Logic, Database, Your customer:

That's the basic breakdown when it comes to providing central application services. You centralize the applications so you don't have to network share every single application you want your clients to use (it just doesn't look professional).

When you centralize your applications in your company, you add many different complex challenges to providing those applications and keeping things manageable and agile.
  • How do we secure our applications?
  • How do we make them available to the clients?
  • How can we remove redundant functionality?
  • How can we simplify the deployment process?
  • Database, logic, and client...Oh my!
If you come from a LAMP or RoR background this may all be very new to you. Basically the setup works as such:
  1. The client (web, thick, thin, or services) calls up an action like: *Create new shopping cart, *Add product #23, #46, #107, and #428-A to the cart
  2. Check out using the following information: (name, address, CC# etc...)
  3. Send back the result of the transaction.
In LAMP and Rails one would have web pages that implement the logic of connecting to the database, validating the information, managing the session, and so forth. Basically all the logic is in the web page.

In a multi-tier environment, you have separate processes that manage all of that. You have a web server that sends out the web page, you have an application server that handles the logic of your session and validating values, and you have a presistance layer that handles the logic of connecting to your database. Each layer can service any other application as well. You build the logic and use it in every application where it is needed.

This simplifies management because now you can take a project and break it into many smaller parts, instead of passing around one large PHP file with about a dozen includes.

It makes sense to break your large projects into smaller more manageable chunks. It's nice to know that you can write and execute common code once, instead of writing 30 or so include file and having who knows how many threads of execution going over the same include file. With a multi-tier platform one can manage the ever increasing demand of constantly growing flat file systems, add new features without major code surgery, and reduce the amount of covering the same ground (not only in code, but in CPU cycles as well).

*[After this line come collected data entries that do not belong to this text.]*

use std::str::FromStr;

use vitalog_model::{
    measurement::{ActivityLevel, Measurement, Sex},
    metrics::{BodyFatCategory, DerivedMetrics, ReferenceBands, WeightRange},
};

#[derive(Debug, PartialEq, Eq, thiserror::Error)]
pub enum Error {
    #[error("invalid activity level: {0:?}")]
    InvalidActivityLevel(String),
}

type Result<T> = std::result::Result<T, Error>;

const NORMAL_BMI_MIN: f64 = 18.5;
const NORMAL_BMI_MAX: f64 = 23.0;

/// Derive health metrics from a single measurement.
///
/// Pure and deterministic: identical inputs yield bit-identical outputs.
/// Inputs are assumed valid (weight and height positive, age at least 1);
/// range checking is the caller's job.
pub fn compute(m: &Measurement) -> DerivedMetrics {
    let height_m = m.height_m();
    let bmi = round2(m.weight_kg / (height_m * height_m));

    // Mifflin-St Jeor. Kept unrounded until the final truncation so the
    // calorie estimate works from the raw value.
    let sex_offset = match m.sex {
        Sex::Male => 5.0,
        Sex::Female => -161.0,
    };
    let bmr = 10.0 * m.weight_kg + 6.25 * m.height_cm - 5.0 * m.age as f64 + sex_offset;

    // Deurenberg estimate, computed from the already-rounded BMI.
    let fat_offset = match m.sex {
        Sex::Male => 16.2,
        Sex::Female => 5.4,
    };
    let body_fat_pct = round1(1.20 * bmi + 0.23 * m.age as f64 - fat_offset);

    let obesity_threshold = match m.sex {
        Sex::Male => 25.0,
        Sex::Female => 32.0,
    };
    let body_fat_category = if body_fat_pct >= obesity_threshold {
        BodyFatCategory::Obese
    } else {
        BodyFatCategory::NormalManage
    };

    let calories_kcal = (bmr * m.activity.multiplier()).floor() as i32;

    let standard_weight_range = WeightRange {
        min_kg: round1(NORMAL_BMI_MIN * height_m * height_m),
        max_kg: round1(NORMAL_BMI_MAX * height_m * height_m),
    };

    DerivedMetrics {
        bmi,
        bmr_kcal: bmr as i32,
        body_fat_pct,
        body_fat_category,
        calories_kcal,
        standard_weight_range,
    }
}

/// Same as [`compute`], but takes the activity level as the raw key from a
/// form submission. An unmapped key fails with
/// [`Error::InvalidActivityLevel`] and produces no partial output.
pub fn compute_for_key(
    weight_kg: f64,
    height_cm: f64,
    age: u32,
    sex: Sex,
    activity_key: &str,
) -> Result<DerivedMetrics> {
    let activity = ActivityLevel::from_str(activity_key)
        .map_err(|_| Error::InvalidActivityLevel(activity_key.to_owned()))?;
    Ok(compute(&Measurement::new(
        weight_kg, height_cm, age, sex, activity,
    )))
}

/// Display-only reference captions for the metric cards. Static lookup
/// keyed by sex, not computed.
pub fn reference_bands(sex: Sex) -> ReferenceBands {
    match sex {
        Sex::Male => ReferenceBands {
            bmi: "18.5-23.0",
            bmr_kcal: "1500-1800",
            body_fat_pct: "15-25%",
        },
        Sex::Female => ReferenceBands {
            bmi: "18.5-23.0",
            bmr_kcal: "1200-1500",
            body_fat_pct: "20-32%",
        },
    }
}

fn round2(x: f64) -> f64 {
    (x * 100.0).round() / 100.0
}

fn round1(x: f64) -> f64 {
    (x * 10.0).round() / 10.0
}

Giving credit where credit is due, RoR is really starting to mature in the MVC realm of web frameworks, but it still has many short comings like reducing number of threads doing the exact same thing, or rich messaging between processes (however they do have a nice RESTful services API, but so does Java and dotNet).

In the end, modern web application frameworks provide robust one shot solutions to many problems, but as your demands grow managing those applications becomes harder and harder. Multi-tier applications make it easy to scale to large deployments with a little investment up front. Modern multi-tier has come a long way since the days of spending months on each single layer, frameworks have become more compact and interchangeable, providing quick application development, testing, and deployment.